A grande diferença do primeiro para o segundo confinamento, para Ana Paulo Lourenço, foi que a sua filha estava “muito menos motivada”. “Talvez já soubesse o que a esperava.”
Ana Paula Lourenço não é só mãe, é também professora no Colégio Vasco da Gama, em Sintra – dá aulas de Português e Inglês a alunos do 8.º e 9.º anos. Depois de mais dois meses de confinamento e ensino à distância está particularmente desgastada? A resposta sai com um suspiro: “Estou cansadérrima.”
“Estamos esgotados. É como se estivéssemos a trabalhar a dobrar”, avalia, por seu turno, Ester Leopoldo, professora de Português e História no 2.º e 3.º ciclos. A preparação das aulas à distância “é mais trabalhosa” do que no ensino presencial. Além disso, o feedback dos exercícios resolvidos nas aulas, que normalmente seria quase imediato em contexto presencial, agora exige um trabalho de correção em casa.
“A maioria das crianças e jovens não parou nesses 15 dias”, comenta a pedopsiquiatra Catarina Amaral. Em muitas escolas, sobretudo no setor privado, esse período foi de acompanhamento intensivo dos alunos. Houve também “muitos pais que, não sabendo bem o que fazer perante a situação, deram tarefas diárias aos filhos”, acrescenta a especialista. Portanto, os alunos “não descansaram nessa altura, ao mesmo tempo que ficaram sem período de férias”.
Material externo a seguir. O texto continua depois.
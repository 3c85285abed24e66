//! Error types for query construction and evaluation.
//!
//! "No match" is never an error: an unsatisfiable pattern simply yields zero
//! rows. Errors here mean the query was malformed, a user callback failed, or
//! the store could not answer.

use super::types::Variable;
use crate::storage::StoreError;

/// Error returned by a user-supplied filter or constraint.
#[derive(Debug, PartialEq, Eq)]
pub struct CallbackError {
    pub message: String,
}

impl CallbackError {
    #[must_use]
    pub fn new(message: impl Into<String>) -> Self {
        Self {
            message: message.into(),
        }
    }
}

impl std::fmt::Display for CallbackError {
    fn fmt(&self, f: &mut std::fmt::Formatter<'_>) -> std::fmt::Result {
        write!(f, "{}", self.message)
    }
}

impl std::error::Error for CallbackError {}

/// Malformed query arguments, detected before any store access.
#[derive(Debug, PartialEq, Eq)]
pub enum ConfigurationError {
    /// `build` was called without any main pattern.
    NoPatterns,
    /// A main pattern (UNION branch) has no statements.
    EmptyPattern { branch: usize },
    /// An optional clause introduces a variable that an earlier optional
    /// clause already introduced, and the main pattern does not bind it.
    OptionalScope {
        variable: Variable,
        clause: usize,
        earlier_clause: usize,
    },
    /// A selection or ordering key is not a valid variable name.
    InvalidVariable(String),
    /// Ordering directions were given but do not pair up with the keys.
    OrderDirectionLength { keys: usize, directions: usize },
    /// Column ordering was requested with no keys.
    EmptyOrderBy,
}

impl std::fmt::Display for ConfigurationError {
    fn fmt(&self, f: &mut std::fmt::Formatter<'_>) -> std::fmt::Result {
        match self {
            Self::NoPatterns => write!(f, "at least one graph pattern is required"),
            Self::EmptyPattern { branch } => {
                write!(f, "graph pattern {branch} has no statements")
            }
            Self::OptionalScope {
                variable,
                clause,
                earlier_clause,
            } => write!(
                f,
                "variable {variable} in optional clause {clause} is already introduced by optional clause {earlier_clause}"
            ),
            Self::InvalidVariable(name) => write!(f, "invalid variable name: {name:?}"),
            Self::OrderDirectionLength { keys, directions } => write!(
                f,
                "order direction count ({directions}) does not match order key count ({keys})"
            ),
            Self::EmptyOrderBy => write!(f, "order by requires at least one key"),
        }
    }
}

impl std::error::Error for ConfigurationError {}

/// A user callback failed while the expansion tree was being built.
#[derive(Debug, PartialEq, Eq)]
pub enum EvaluationError {
    /// A per-statement filter failed. `statement` is the statement as it was
    /// being matched.
    Filter {
        statement: String,
        source: CallbackError,
    },
    /// A global constraint failed.
    Constraint { source: CallbackError },
}

impl std::fmt::Display for EvaluationError {
    fn fmt(&self, f: &mut std::fmt::Formatter<'_>) -> std::fmt::Result {
        match self {
            Self::Filter { statement, source } => {
                write!(f, "filter on {statement} failed: {source}")
            }
            Self::Constraint { source } => write!(f, "constraint failed: {source}"),
        }
    }
}

impl std::error::Error for EvaluationError {
    fn source(&self) -> Option<&(dyn std::error::Error + 'static)> {
        match self {
            Self::Filter { source, .. } | Self::Constraint { source } => Some(source),
        }
    }
}

/// Errors that can occur while building or evaluating a query.
#[derive(Debug)]
pub enum QueryError {
    Configuration(ConfigurationError),
    Evaluation(EvaluationError),
    Store(StoreError),
}

impl std::fmt::Display for QueryError {
    fn fmt(&self, f: &mut std::fmt::Formatter<'_>) -> std::fmt::Result {
        match self {
            Self::Configuration(e) => write!(f, "configuration error: {e}"),
            Self::Evaluation(e) => write!(f, "evaluation error: {e}"),
            Self::Store(e) => write!(f, "store error: {e}"),
        }
    }
}

impl std::error::Error for QueryError {
    fn source(&self) -> Option<&(dyn std::error::Error + 'static)> {
        match self {
            Self::Configuration(e) => Some(e),
            Self::Evaluation(e) => Some(e),
            Self::Store(e) => Some(e),
        }
    }
}

impl From<ConfigurationError> for QueryError {
    fn from(e: ConfigurationError) -> Self {
        Self::Configuration(e)
    }
}

impl From<EvaluationError> for QueryError {
    fn from(e: EvaluationError) -> Self {
        Self::Evaluation(e)
    }
}

impl From<StoreError> for QueryError {
    fn from(e: StoreError) -> Self {
        Self::Store(e)
    }
}
use std::fmt;

use serde::{Deserialize, Serialize};

use super::term::Term;

/// A (subject, predicate, object) statement.
///
/// INVARIANT: stores never hold a triple whose subject is a literal.
#[derive(Debug, PartialEq, Eq, Hash, Serialize, Deserialize)]
pub struct Triple {
    pub subject: Term,
    pub predicate: Term,
    pub object: Term,
}

impl Triple {
    #[must_use]
    pub const fn new(subject: Term, predicate: Term, object: Term) -> Self {
        Self {
            subject,
            predicate,
            object,
        }
    }

    /// Create a copy of this triple.
    ///
    /// This is used instead of Clone to comply with project policy.
    #[must_use]
    pub fn clone_value(&self) -> Self {
        Self {
            subject: self.subject.clone_value(),
            predicate: self.predicate.clone_value(),
            object: self.object.clone_value(),
        }
    }

    /// The three components in statement order.
    #[must_use]
    pub const fn components(&self) -> [&Term; 3] {
        [&self.subject, &self.predicate, &self.object]
    }
}

impl fmt::Display for Triple {
    fn fmt(&self, f: &mut fmt::Formatter<'_>) -> fmt::Result {
        write!(f, "{} {} {} .", self.subject, self.predicate, self.object)
    }
}
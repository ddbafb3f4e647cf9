//! Bus opcodes and transaction framing
//!
//! A transaction is a `Bus` word carrying the opcode, optional address and
//! data words from the host, and optional data words from the device.
//! Every multi-word transaction ends with a two-word CRC trailer covering
//! all payload bytes exchanged so far, in both directions:
//!
//! ```text
//! host writes:  [op][addr/data ...][crc lo][crc hi]
//! host reads:   [op]  ->  device: [data ...][crc lo][crc hi]
//! ```

use crate::crc::{Crc16, CRC_LEN};
use crate::word::WireWord;
use heapless::Vec;

/// Largest burst a single RD transaction returns
pub const MAX_BURST: usize = 256;

/// Largest data payload of one WD transaction
pub const MAX_WRITE: usize = 32;

/// Host words in the largest outbound transaction
pub const MAX_TX_WORDS: usize = 1 + MAX_WRITE + CRC_LEN;

/// Bytes of a maintenance MAC
pub const MAC_LEN: usize = 10;

/// Bytes of a host-auth nonce or tag
pub const HOST_AUTH_LEN: usize = 10;

/// Bytes of an ECC challenge
pub const ECC_CHALLENGE_LEN: usize = 21;

/// Bytes of an ECC response
pub const ECC_RESPONSE_LEN: usize = 44;

/// Bus command opcodes
#[derive(Debug, Clone, Copy, PartialEq, Eq)]
#[cfg_attr(feature = "defmt", derive(defmt::Format))]
#[repr(u8)]
pub enum Opcode {
    /// Bus reset
    Bres = 0x00,
    /// Power down, line held low afterwards
    Pdwn = 0x01,
    /// Start search
    Diss = 0x08,
    /// Probe bit 0
    Dip0 = 0x09,
    /// Probe bit 1
    Dip1 = 0x0A,
    /// Enter bit 0
    Die0 = 0x0B,
    /// Enter bit 1
    Die1 = 0x0C,
    /// Select by extended device address
    Eda = 0x10,
    /// Select by short device address
    Sda = 0x11,
    /// Extended (two byte) register address
    Era = 0x18,
    /// Short (one byte) register address
    Sra = 0x19,
    /// Read burst length for NVM space
    Rbl = 0x1A,
    /// Read data
    Rd = 0x20,
    /// Write data
    Wd = 0x21,
    /// Start a MAC-protected maintenance operation
    Macs = 0x30,
    /// Read the maintenance result
    Macr = 0x31,
    /// Start an ECC computation
    Eccs = 0x38,
    /// Read the ECC response
    Eccr = 0x39,
    /// Host-auth: read nonce A
    Hana = 0x40,
    /// Host-auth: send nonce B
    Hanb = 0x41,
    /// Host-auth: send tag A
    Hata = 0x42,
    /// Host-auth: read tag B
    Hatb = 0x43,
}

impl Opcode {
    /// Parse an opcode byte
    pub fn from_u8(value: u8) -> Option<Self> {
        match value {
            0x00 => Some(Opcode::Bres),
            0x01 => Some(Opcode::Pdwn),
            0x08 => Some(Opcode::Diss),
            0x09 => Some(Opcode::Dip0),
            0x0A => Some(Opcode::Dip1),
            0x0B => Some(Opcode::Die0),
            0x0C => Some(Opcode::Die1),
            0x10 => Some(Opcode::Eda),
            0x11 => Some(Opcode::Sda),
            0x18 => Some(Opcode::Era),
            0x19 => Some(Opcode::Sra),
            0x1A => Some(Opcode::Rbl),
            0x20 => Some(Opcode::Rd),
            0x21 => Some(Opcode::Wd),
            0x30 => Some(Opcode::Macs),
            0x31 => Some(Opcode::Macr),
            0x38 => Some(Opcode::Eccs),
            0x39 => Some(Opcode::Eccr),
            0x40 => Some(Opcode::Hana),
            0x41 => Some(Opcode::Hanb),
            0x42 => Some(Opcode::Hata),
            0x43 => Some(Opcode::Hatb),
            _ => None,
        }
    }

    /// Opcode byte
    pub fn as_u8(self) -> u8 {
        self as u8
    }

    /// Probe opcode for a bit value
    pub fn probe(bit: bool) -> Self {
        if bit {
            Opcode::Dip1
        } else {
            Opcode::Dip0
        }
    }

    /// Enter opcode for a bit value
    pub fn enter(bit: bool) -> Self {
        if bit {
            Opcode::Die1
        } else {
            Opcode::Die0
        }
    }
}

/// Errors while framing or checking a transaction
#[derive(Debug, Clone, Copy, PartialEq, Eq)]
#[cfg_attr(feature = "defmt", derive(defmt::Format))]
pub enum FrameError {
    /// Too many words for one transaction
    TooLong,
    /// Response buffer does not match the expected length
    LengthMismatch,
    /// Received trailer does not match the running CRC
    CrcMismatch,
}

/// An outbound transaction under construction
///
/// The CRC is updated as words are added so the trailer and the response
/// check cover every payload byte in wire order.
#[derive(Debug, Clone)]
pub struct Transaction {
    words: Vec<WireWord, MAX_TX_WORDS>,
    rx_len: usize,
    crc: Crc16,
}

impl Transaction {
    /// Start a transaction with its opcode word
    pub fn new(opcode: Opcode) -> Self {
        let mut crc = Crc16::new();
        crc.update_byte(opcode.as_u8());
        let mut words = Vec::new();
        // Capacity is always at least one
        let _ = words.push(WireWord::bus(opcode.as_u8()));
        Self {
            words,
            rx_len: 0,
            crc,
        }
    }

    fn push(&mut self, word: WireWord) -> Result<(), FrameError> {
        self.crc.update_byte(word.payload);
        self.words.push(word).map_err(|_| FrameError::TooLong)
    }

    /// Append an address byte
    pub fn address(mut self, byte: u8) -> Result<Self, FrameError> {
        self.push(WireWord::address(byte))?;
        Ok(self)
    }

    /// Append host data bytes
    pub fn data(mut self, bytes: &[u8]) -> Result<Self, FrameError> {
        for &byte in bytes {
            self.push(WireWord::data(byte))?;
        }
        Ok(self)
    }

    /// Expect `len` data bytes back from the device
    pub fn read(mut self, len: usize) -> Self {
        self.rx_len = len;
        self
    }

    /// Close the transaction, appending the trailer for multi-word writes
    ///
    /// Transactions with a response get their trailer from the device.
    pub fn finish(mut self) -> Result<Self, FrameError> {
        if self.rx_len == 0 && self.words.len() > 1 {
            for byte in self.crc.trailer() {
                // Trailer words are data class but do not feed the CRC
                self.words
                    .push(WireWord::data(byte))
                    .map_err(|_| FrameError::TooLong)?;
            }
        }
        Ok(self)
    }

    /// Words to transmit
    pub fn words(&self) -> &[WireWord] {
        &self.words
    }

    /// Bytes the device sends back, trailer included
    pub fn response_len(&self) -> usize {
        if self.rx_len == 0 {
            0
        } else {
            self.rx_len + CRC_LEN
        }
    }

    /// Check a response against the running CRC and return its payload
    pub fn check_response<'a>(&self, rx: &'a [u8]) -> Result<&'a [u8], FrameError> {
        if rx.len() != self.response_len() {
            return Err(FrameError::LengthMismatch);
        }
        if rx.is_empty() {
            return Ok(rx);
        }

        let (payload, trailer) = rx.split_at(self.rx_len);
        let mut crc = self.crc.clone();
        crc.update(payload);
        if crc.matches([trailer[0], trailer[1]]) {
            Ok(payload)
        } else {
            Err(FrameError::CrcMismatch)
        }
    }
}
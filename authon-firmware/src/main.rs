//! Authon - Battery authentication demo firmware
//!
//! Loads the embedded SWI configuration, enumerates the secure elements on
//! the active wire and reports what it finds over RTT: UIDs, capability,
//! lock status, life-span counters, certificates and a raw ECC
//! challenge/response for off-board verification.

#![no_std]
#![no_main]

use defmt::*;
use embassy_executor::Spawner;
use embassy_rp::gpio::Flex;
use embassy_rp::Peripherals;
use embassy_time::{Duration, Timer};
use {defmt_rtt as _, panic_probe as _};

use authon_core::config::{parse_config, SwiConfig};
use authon_core::ecc::EccWait;
use authon_core::lsc::LscCounter;
use authon_core::traits::crypto::HostCrypto;
use authon_core::traits::phy::Phy;
use authon_core::{Error, Session, Uid};
use authon_drivers::SwiPhy;
use authon_hal_rp2040::{EmbassyClock, FlexSwiPin, InterruptFree};
use authon_protocol::command::ECC_CHALLENGE_LEN;

mod crypto;

use crate::crypto::BoardCrypto;

/// Embedded configuration (compiled into firmware)
/// Edit authon.toml and rebuild to customize
const EMBEDDED_CONFIG: &str = include_str!("../authon.toml");

/// Time between survey passes
const SURVEY_INTERVAL: Duration = Duration::from_secs(10);

/// Take a GPIO by number from the peripherals
macro_rules! flex_by_number {
    ($p:ident, $gpio:expr, $($n:literal => $pin:ident),* $(,)?) => {
        match $gpio {
            $( $n => Some(Flex::new($p.$pin)), )*
            _ => None,
        }
    };
}

fn swi_flex(p: Peripherals, gpio: u8) -> Option<Flex<'static>> {
    flex_by_number!(p, gpio,
        0 => PIN_0, 1 => PIN_1, 2 => PIN_2, 3 => PIN_3, 4 => PIN_4,
        5 => PIN_5, 6 => PIN_6, 7 => PIN_7, 8 => PIN_8, 9 => PIN_9,
        10 => PIN_10, 11 => PIN_11, 12 => PIN_12, 13 => PIN_13, 14 => PIN_14,
        15 => PIN_15, 16 => PIN_16, 17 => PIN_17, 18 => PIN_18, 19 => PIN_19,
        20 => PIN_20, 21 => PIN_21, 22 => PIN_22, 23 => PIN_23, 24 => PIN_24,
        25 => PIN_25, 26 => PIN_26, 27 => PIN_27, 28 => PIN_28, 29 => PIN_29,
    )
}

fn load_config() -> SwiConfig {
    match parse_config(EMBEDDED_CONFIG) {
        Ok(config) => {
            info!("Configuration loaded");
            config
        }
        Err(e) => {
            warn!("Config parse error: {}, using defaults", e);
            SwiConfig::new()
        }
    }
}

#[embassy_executor::main]
async fn main(_spawner: Spawner) {
    info!("Authon firmware starting...");

    let p = embassy_rp::init(Default::default());
    let config = load_config();

    let Some(interface) = config.active().cloned() else {
        error!("No active interface configured");
        return;
    };
    let Some(flex) = swi_flex(p, interface.gpio) else {
        error!("GPIO {} is not usable for SWI", interface.gpio);
        return;
    };
    info!(
        "SWI on GPIO {}, tau {}/{}/{} us",
        interface.gpio,
        interface.timing.tau_low_us,
        interface.timing.tau_high_us,
        interface.timing.tau_stop_us
    );

    let phy = SwiPhy::new(
        FlexSwiPin::new(flex),
        EmbassyClock,
        InterruptFree,
        &interface,
    );
    let mut session = match Session::new(phy, BoardCrypto::new(), config) {
        Ok(session) => session,
        Err(e) => {
            error!("Session rejected configuration: {:04x}", e.status());
            return;
        }
    };

    loop {
        if let Err(e) = survey(&mut session) {
            warn!("Survey failed: {} (status {:04x})", e, e.status());
        }
        Timer::after(SURVEY_INTERVAL).await;
    }
}

/// Enumerate the wire and report every device
fn survey<P: Phy>(session: &mut Session<P, BoardCrypto>) -> Result<(), Error> {
    let capability = session.init()?;
    let uids = capability.uids.clone();
    info!(
        "{} device(s): {} user pages, {} ECC key(s), features {}",
        uids.len(),
        capability.nvm_pages,
        capability.ecc_key_count,
        capability.features
    );

    for uid in uids.iter() {
        if let Err(e) = report_device(session, uid) {
            warn!("Device {} failed: {:04x}", uid, e.status());
        }
    }
    Ok(())
}

fn report_device<P: Phy>(session: &mut Session<P, BoardCrypto>, uid: &Uid) -> Result<(), Error> {
    session.select(uid)?;
    info!("Device {}", uid);

    let status = session.nvm()?.lock_status()?;
    info!(
        "  {} locked page(s), counters {}/{}, kill {:02x}",
        status.locked_pages(),
        status.counters[0],
        status.counters[1],
        status.kill
    );

    let mut lsc = session.lsc()?;
    for counter in [LscCounter::First, LscCounter::Second] {
        if lsc.is_locked(counter)? {
            info!("  counter {} locked", counter);
        }
    }

    let mut challenge = [0u8; ECC_CHALLENGE_LEN];
    session.crypto_mut().random(&mut challenge);

    let mut ecc = session.ecc()?;
    let certificate = ecc.certificate(0)?;
    info!("  {}", certificate);
    info!("  public key {=[u8]:02x}", certificate.public_key());

    let response = ecc.challenge_response(&challenge, 0, EccWait::Interrupt)?;
    info!("  challenge {=[u8]:02x}", challenge);
    info!("  response {=[u8]:02x}", response);
    Ok(())
}
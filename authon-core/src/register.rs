//! Register map and register access
//!
//! The device address space is split at [`REGISTER_SPACE_START`]:
//!
//! - Below it is NVM space. Reads prime the burst length with RBL and may
//!   return up to 256 bytes per transaction.
//! - From it upwards are special function registers, transferred one byte
//!   per transaction.

use authon_protocol::{MAX_BURST, MAX_WRITE};

use crate::bus::Bus;
use crate::status::{Error, ExecutionError};
use crate::traits::phy::Phy;

/// First register-space address
pub const REGISTER_SPACE_START: u16 = 0x4000;

/// Busy flags
pub const BUSY_STS: u16 = 0x4000;
/// Interrupt status, cleared by reading
pub const INT_STS: u16 = 0x4001;
/// Interrupt enable
pub const INT_EN: u16 = 0x4002;
/// ECC key slot for the next computation
pub const KEY_SLOT: u16 = 0x4003;
/// Write a user page index to lock it
pub const NVM_LOCK_SET: u16 = 0x4010;
/// First of the eight user page lock status registers
pub const USER_NVM_LOCK_STS: u16 = 0x4020;
/// Number of user page lock status registers
pub const USER_NVM_LOCK_REGS: usize = 8;
/// Life-span counter enabled/locked flags
pub const LSC_FEAT_STS: u16 = 0x4028;
/// Kill status
pub const LSC_KILL_ACT_STS: u16 = 0x4029;
/// Life-span counter decrement control; a bit stays set while active
pub const LSC_CTRL: u16 = 0x402A;
/// Device feature configuration
pub const DEVICE_CFG: u16 = 0x4030;
/// Number of user NVM pages
pub const NVM_SIZE: u16 = 0x4031;
/// Number of ECC key pairs
pub const ECC_KEY_COUNT: u16 = 0x4032;
/// Session device address, high byte
pub const DEVICE_ADDRESS_HI: u16 = 0x4034;
/// Session device address, low byte
pub const DEVICE_ADDRESS_LO: u16 = 0x4035;
/// First of the twelve UID registers
pub const UID_REG: u16 = 0x4050;

/// `BUSY_STS` bits
pub mod busy {
    pub const NVM: u8 = 1 << 0;
    pub const AUTH_MAC: u8 = 1 << 1;
    pub const RANDOM_NUMBER: u8 = 1 << 2;
    pub const ECC: u8 = 1 << 3;
}

/// `INT_STS` / `INT_EN` bits
pub mod int {
    pub const ECC_DONE: u8 = 1 << 0;
}

/// `DEVICE_CFG` bits
pub mod device_cfg {
    pub const HOST_AUTH: u8 = 1 << 0;
    pub const KILL: u8 = 1 << 1;
    pub const AUTO_KILL: u8 = 1 << 2;
    pub const NVM_UNLOCK: u8 = 1 << 3;
}

/// Session address every device answers to after reset
pub const DEFAULT_DEVICE_ADDRESS: u16 = 0x0000;

/// Check that `[address, address + len)` is a valid transfer
fn check_range(address: u16, len: usize) -> Result<(), Error> {
    if len == 0 {
        return Err(ExecutionError::InvalidParameter.into());
    }
    let end = address as usize + len;
    let limit = if address < REGISTER_SPACE_START {
        REGISTER_SPACE_START as usize
    } else {
        u16::MAX as usize + 1
    };
    if end > limit {
        return Err(ExecutionError::InvalidParameter.into());
    }
    Ok(())
}

impl<P: Phy> Bus<P> {
    /// Read `buf.len()` bytes starting at `address`
    pub fn read_register(&mut self, address: u16, buf: &mut [u8]) -> Result<(), Error> {
        check_range(address, buf.len())?;

        if address >= REGISTER_SPACE_START {
            for (i, byte) in buf.iter_mut().enumerate() {
                self.set_register_address(address + i as u16)?;
                self.read_data(core::slice::from_mut(byte))?;
            }
            return Ok(());
        }

        let mut offset = 0;
        for chunk in buf.chunks_mut(MAX_BURST) {
            self.set_register_address(address + offset as u16)?;
            self.set_burst_length(chunk.len())?;
            self.read_data(chunk)?;
            offset += chunk.len();
        }
        Ok(())
    }

    /// Read a single register
    pub fn read_u8(&mut self, address: u16) -> Result<u8, Error> {
        let mut value = 0u8;
        self.read_register(address, core::slice::from_mut(&mut value))?;
        Ok(value)
    }

    /// Write `data` starting at `address`
    ///
    /// NVM-space writes go out as one transaction per block of up to
    /// [`MAX_WRITE`] bytes; completion polling is the caller's job.
    pub fn write_register(&mut self, address: u16, data: &[u8]) -> Result<(), Error> {
        check_range(address, data.len())?;

        if address >= REGISTER_SPACE_START {
            for (i, &byte) in data.iter().enumerate() {
                self.set_register_address(address + i as u16)?;
                self.write_data(&[byte])?;
            }
            return Ok(());
        }

        let mut offset = 0;
        for chunk in data.chunks(MAX_WRITE) {
            self.set_register_address(address + offset as u16)?;
            self.write_data(chunk)?;
            offset += chunk.len();
        }
        Ok(())
    }

    /// Write a single register
    pub fn write_u8(&mut self, address: u16, value: u8) -> Result<(), Error> {
        self.write_register(address, &[value])
    }

    /// Whether any of `mask` is set in `BUSY_STS`
    pub fn is_busy(&mut self, mask: u8) -> Result<bool, Error> {
        Ok(self.read_u8(BUSY_STS)? & mask != 0)
    }
}
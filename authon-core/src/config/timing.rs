//! Pulse timing profile

use authon_protocol::PulseWidths;

#[cfg(feature = "serde")]
use serde::{Deserialize, Serialize};

/// Widths above these are accepted but unusually slow
pub const TAU_LOW_WARN_US: u32 = 153;
pub const TAU_HIGH_WARN_US: u32 = 459;
pub const TAU_STOP_WARN_US: u32 = 765;

/// Pulse widths of one interface
#[derive(Debug, Clone, Copy, PartialEq, Eq)]
#[cfg_attr(feature = "defmt", derive(defmt::Format))]
#[cfg_attr(feature = "serde", derive(Serialize, Deserialize))]
pub struct TimingProfile {
    /// Width of a `0` bit
    pub tau_low_us: u32,
    /// Width of a `1` bit
    pub tau_high_us: u32,
    /// Width of the stop pulse
    pub tau_stop_us: u32,
}

impl Default for TimingProfile {
    fn default() -> Self {
        Self::from_tau(10)
    }
}

/// Hard timing profile errors
#[derive(Debug, Clone, Copy, PartialEq, Eq)]
#[cfg_attr(feature = "defmt", derive(defmt::Format))]
pub enum TimingProfileError {
    /// A width is zero
    Zero,
    /// Widths are not strictly increasing low < high < stop
    NotIncreasing,
}

/// Soft findings that do not prevent operation
#[derive(Debug, Clone, Copy, PartialEq, Eq, Default)]
#[cfg_attr(feature = "defmt", derive(defmt::Format))]
pub struct TimingWarnings {
    pub slow_low: bool,
    pub slow_high: bool,
    pub slow_stop: bool,
}

impl TimingWarnings {
    pub fn any(&self) -> bool {
        self.slow_low || self.slow_high || self.slow_stop
    }
}

impl TimingProfile {
    /// Profile with the nominal 1/3/5 tau ratios
    pub const fn from_tau(tau_us: u32) -> Self {
        Self {
            tau_low_us: tau_us,
            tau_high_us: tau_us * 3,
            tau_stop_us: tau_us * 5,
        }
    }

    /// Reject unusable profiles, report slow ones
    pub fn validate(&self) -> Result<TimingWarnings, TimingProfileError> {
        if self.tau_low_us == 0 || self.tau_high_us == 0 || self.tau_stop_us == 0 {
            return Err(TimingProfileError::Zero);
        }
        if self.tau_low_us >= self.tau_high_us || self.tau_high_us >= self.tau_stop_us {
            return Err(TimingProfileError::NotIncreasing);
        }

        Ok(TimingWarnings {
            slow_low: self.tau_low_us > TAU_LOW_WARN_US,
            slow_high: self.tau_high_us > TAU_HIGH_WARN_US,
            slow_stop: self.tau_stop_us > TAU_STOP_WARN_US,
        })
    }

    /// Widths the physical layer transmits with
    pub fn pulse_widths(&self) -> PulseWidths {
        PulseWidths {
            zero_us: self.tau_low_us,
            one_us: self.tau_high_us,
            stop_us: self.tau_stop_us,
        }
    }
}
O período de confinamento e ensino à distância tem provocado uma “exacerbação de sintomas” nas crianças que Catarina Amaral já acompanhava nas suas consultas, com problemas de ansiedade, défice de atenção ou mesmo ansiedade. Além disso, a pedopsiquiatra começa a notar sintomas de burnout, sobretudo nos jovens do ensino secundário, que estão a preparar-se para o acesso ao ensino superior. “Estão preocupadíssimos com o que podem não ter aprendido”, expõe. “Estudam de manhã à noite, com uma dedicação extrema.”  @ PÚBLICO
E ainda há três meses de aulas pela frente.